Ashioti Maria, Beech John S, Lowe Andrew S, Hesselink Mayke B, Modo Michael, Williams Steve C R
Neuroimaging Research Group, Department of Neurology-PO42, Institute of Psychiatry, Kings College London, De Crespigny Park, Denmark Hill, London SE5 8AF, UK.
Brain Res. 2007 May 11;1145:177-89. doi: 10.1016/j.brainres.2007.01.111. Epub 2007 Feb 2.

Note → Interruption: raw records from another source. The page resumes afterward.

//! Dataset and tokenizer downloading from HuggingFace Hub.

use crate::resolve_cache_dir;
use foamtune_core::{FoamTuneError, Result, SecretString};
use hf_hub::api::tokio::{Api, ApiBuilder, ApiRepo};
use hf_hub::{Repo, RepoType};
use std::path::{Path, PathBuf};

/// Branch where the Hub publishes auto-converted Parquet files.
const PARQUET_CONVERSION_REVISION: &str = "refs/convert/parquet";

fn hub_error(e: impl std::fmt::Display) -> FoamTuneError {
    FoamTuneError::Hub(e.to_string())
}

/// Build API with optional token authentication.
fn build_api(token: Option<&SecretString>, cache_dir: Option<&Path>) -> Result<Api> {
    let mut builder = ApiBuilder::new().with_progress(false);

    if let Some(secret) = token {
        builder = builder.with_token(Some(secret.expose_secret().to_string()));
    }
    let cache_dir = resolve_cache_dir(cache_dir);
    tracing::debug!(cache_dir = %cache_dir.display(), "Hub cache");
    builder.with_cache_dir(cache_dir).build().map_err(hub_error)
}

/// Where a dataset comes from.
#[derive(Debug, Clone, PartialEq, Eq)]
pub enum DatasetSource {
    /// A file on disk.
    Local(PathBuf),
    /// A Hub dataset id such as `YYgroup/NL2FOAM`.
    Hub(String),
}

impl DatasetSource {
    /// Classify a source string.
    ///
    /// Existing paths and anything with a file extension are local; a bare
    /// `owner/name` pair is a Hub id.
    pub fn parse(source: &str) -> Self {
        let path = Path::new(source);
        let parts: Vec<&str> = source.split('/').collect();
        let looks_like_id = parts.len() == 2
            && parts.iter().all(|p| !p.is_empty() && *p != "." && *p != "..")
            && path.extension().is_none();
        if looks_like_id && !path.exists() {
            Self::Hub(source.to_string())
        } else {
            Self::Local(path.to_path_buf())
        }
    }
}

/// Client for the Hub downloads the pipeline needs.
#[derive(Debug, Clone)]
pub struct HubClient {
    api: Api,
}

impl HubClient {
    /// Create a client.
    ///
    /// # Arguments
    /// * `token` - Optional authentication token (as SecretString for security)
    /// * `cache_dir` - Optional cache directory overriding the Hub default
    pub fn new(token: Option<&SecretString>, cache_dir: Option<&Path>) -> Result<Self> {
        Ok(Self {
            api: build_api(token, cache_dir)?,
        })
    }

    fn repo(&self, id: &str, repo_type: RepoType, revision: Option<&str>) -> ApiRepo {
        match revision {
            Some(rev) => self.api.repo(Repo::with_revision(
                id.to_string(),
                repo_type,
                rev.to_string(),
            )),
            None => self.api.repo(Repo::new(id.to_string(), repo_type)),
        }
    }

    /// Download the `tokenizer.json` of a model repository.
    pub async fn download_tokenizer(&self, model_id: &str, revision: Option<&str>) -> Result<PathBuf> {
        tracing::info!(model_id, "Downloading tokenizer.json");
        self.repo(model_id, RepoType::Model, revision)
            .get("tokenizer.json")
            .await
            .map_err(|e| hub_error(format!("{model_id}: tokenizer.json: {e}")))
    }

    /// Download every Parquet shard of a dataset split.
    ///
    /// Files in the requested revision are listed first; when none match,
    /// the Hub's Parquet conversion branch is tried.
    pub async fn download_dataset_parquet(
        &self,
        dataset_id: &str,
        split: &str,
        revision: Option<&str>,
    ) -> Result<Vec<PathBuf>> {
        let repo = self.repo(dataset_id, RepoType::Dataset, revision);
        let mut shards = match repo.info().await {
            Ok(info) => {
                let files: Vec<String> = info.siblings.into_iter().map(|s| s.rfilename).collect();
                select_split_shards(&files, split)
            }
            Err(e) => {
                tracing::warn!(dataset_id, error = %e, "Could not list dataset files");
                Vec::new()
            }
        };

        let repo = if shards.is_empty() {
            let converted = self.repo(dataset_id, RepoType::Dataset, Some(PARQUET_CONVERSION_REVISION));
            let info = converted.info().await.map_err(hub_error)?;
            let files: Vec<String> = info.siblings.into_iter().map(|s| s.rfilename).collect();
            shards = select_split_shards(&files, split);
            converted
        } else {
            repo
        };

        if shards.is_empty() {
            return Err(hub_error(format!(
                "No parquet files found for split '{split}' in dataset '{dataset_id}'"
            )));
        }

        let mut paths = Vec::with_capacity(shards.len());
        for shard in &shards {
            tracing::info!(dataset_id, shard = %shard, "Downloading parquet shard");
            paths.push(repo.get(shard).await.map_err(hub_error)?);
        }
        Ok(paths)
    }
}

/// Pick the Parquet files belonging to `split`, sorted by path.
///
/// Matches the layouts the Hub uses: `data/{split}-00000-of-00002.parquet`,
/// `data/{split}.parquet`, `{config}/{split}/0000.parquet` and
/// `{split}/....parquet`.
pub fn select_split_shards(files: &[String], split: &str) -> Vec<String> {
    let mut shards: Vec<String> = files
        .iter()
        .filter(|file| {
            let path = Path::new(file.as_str());
            if path.extension().and_then(|e| e.to_str()) != Some("parquet") {
                return false;
            }
            let stem = path.file_stem().and_then(|s| s.to_str()).unwrap_or_default();
            let in_split_dir = path
                .parent()
                .into_iter()
                .flat_map(Path::components)
                .any(|c| c.as_os_str() == split);
            stem == split || stem.starts_with(&format!("{split}-")) || in_split_dir
        })
        .cloned()
        .collect();
    shards.sort();
    shards
}

#[cfg(test)]
mod tests {
    use super::*;

    fn files(names: &[&str]) -> Vec<String> {
        names.iter().map(|s| s.to_string()).collect()
    }

    #[test]
    fn test_select_sharded_layout() {
        let listing = files(&[
            "README.md",
            "data/train-00001-of-00002.parquet",
            "data/test-00000-of-00001.parquet",
            "data/train-00000-of-00002.parquet",
        ]);
        assert_eq!(
            select_split_shards(&listing, "train"),
            vec![
                "data/train-00000-of-00002.parquet",
                "data/train-00001-of-00002.parquet"
            ]
        );
    }

    #[test]
    fn test_select_converted_layout() {
        let listing = files(&[
            "default/train/0000.parquet",
            "default/train/0001.parquet",
            "default/validation/0000.parquet",
        ]);
        assert_eq!(select_split_shards(&listing, "validation"), vec!["default/validation/0000.parquet"]);
        assert_eq!(select_split_shards(&listing, "train").len(), 2);
        assert!(select_split_shards(&listing, "test").is_empty());
    }

    #[test]
    fn test_split_prefix_is_not_substring_match() {
        let listing = files(&["data/training_notes.parquet", "data/train.parquet"]);
        assert_eq!(select_split_shards(&listing, "train"), vec!["data/train.parquet"]);
    }

    #[test]
    fn test_dataset_source_parse() {
        assert_eq!(
            DatasetSource::parse("YYgroup/NL2FOAM"),
            DatasetSource::Hub("YYgroup/NL2FOAM".into())
        );
        assert_eq!(
            DatasetSource::parse("data/train.jsonl"),
            DatasetSource::Local(PathBuf::from("data/train.jsonl"))
        );
        assert!(matches!(DatasetSource::parse("./data"), DatasetSource::Local(_)));
        assert!(matches!(DatasetSource::parse("a/b/c"), DatasetSource::Local(_)));
    }

    #[test]
    fn test_existing_directory_is_local() {
        let dir = tempfile::tempdir().unwrap();
        std::fs::create_dir(dir.path().join("owner")).unwrap();
        std::fs::create_dir(dir.path().join("owner/name")).unwrap();
        let source = dir.path().join("owner/name");
        assert!(matches!(
            DatasetSource::parse(source.to_str().unwrap()),
            DatasetSource::Local(_)
        ));
    }
}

The neocortical clip model of focal cerebral ischaemia has previously been used with success in neuroprotection studies. To further improve its translational qualities, we have characterised this model using a combination of serial Magnetic Resonance Imaging (MRI), neurological assessment, the bilateral asymmetry test (BAT) and immunohistochemistry. The right MCA was occluded in spontaneously hypertensive rats for 0, 60 and 120 min. MRI was performed pre-surgery, 1, 3 and 7 days post-surgery. Behavioural assessment was performed 2 days before and 3 and 7 days post-surgery whilst neurological deficits were monitored daily. Neuroimaging results showed that 0 min of MCA occlusion did not produce a lesion, whereas occlusion for 60 min produced a lesion that remained stable over time. Occlusion for 120 min caused a more severe lesion 1 day post-surgery, but decreased by 7 days. Behaviour, neurological scores and histological lesion volumes correlated strongly with MRI lesion volume. Immunohistochemistry revealed neuronal loss, astrogliosis and macrophage infiltration in lesioned cortices. The neocortical clip model produced ischaemic lesions that are restricted to cortical territories of the MCA. The duration of occlusion dictates lesion severity which may prove useful for probing therapeutic interventions at different stages of stroke progression. The correlation of MRI with two different behavioural measures and post-mortem histology strengthens the basis for MRI providing an in vivo surrogate marker for structural and behavioural deficits caused by a cortical stroke.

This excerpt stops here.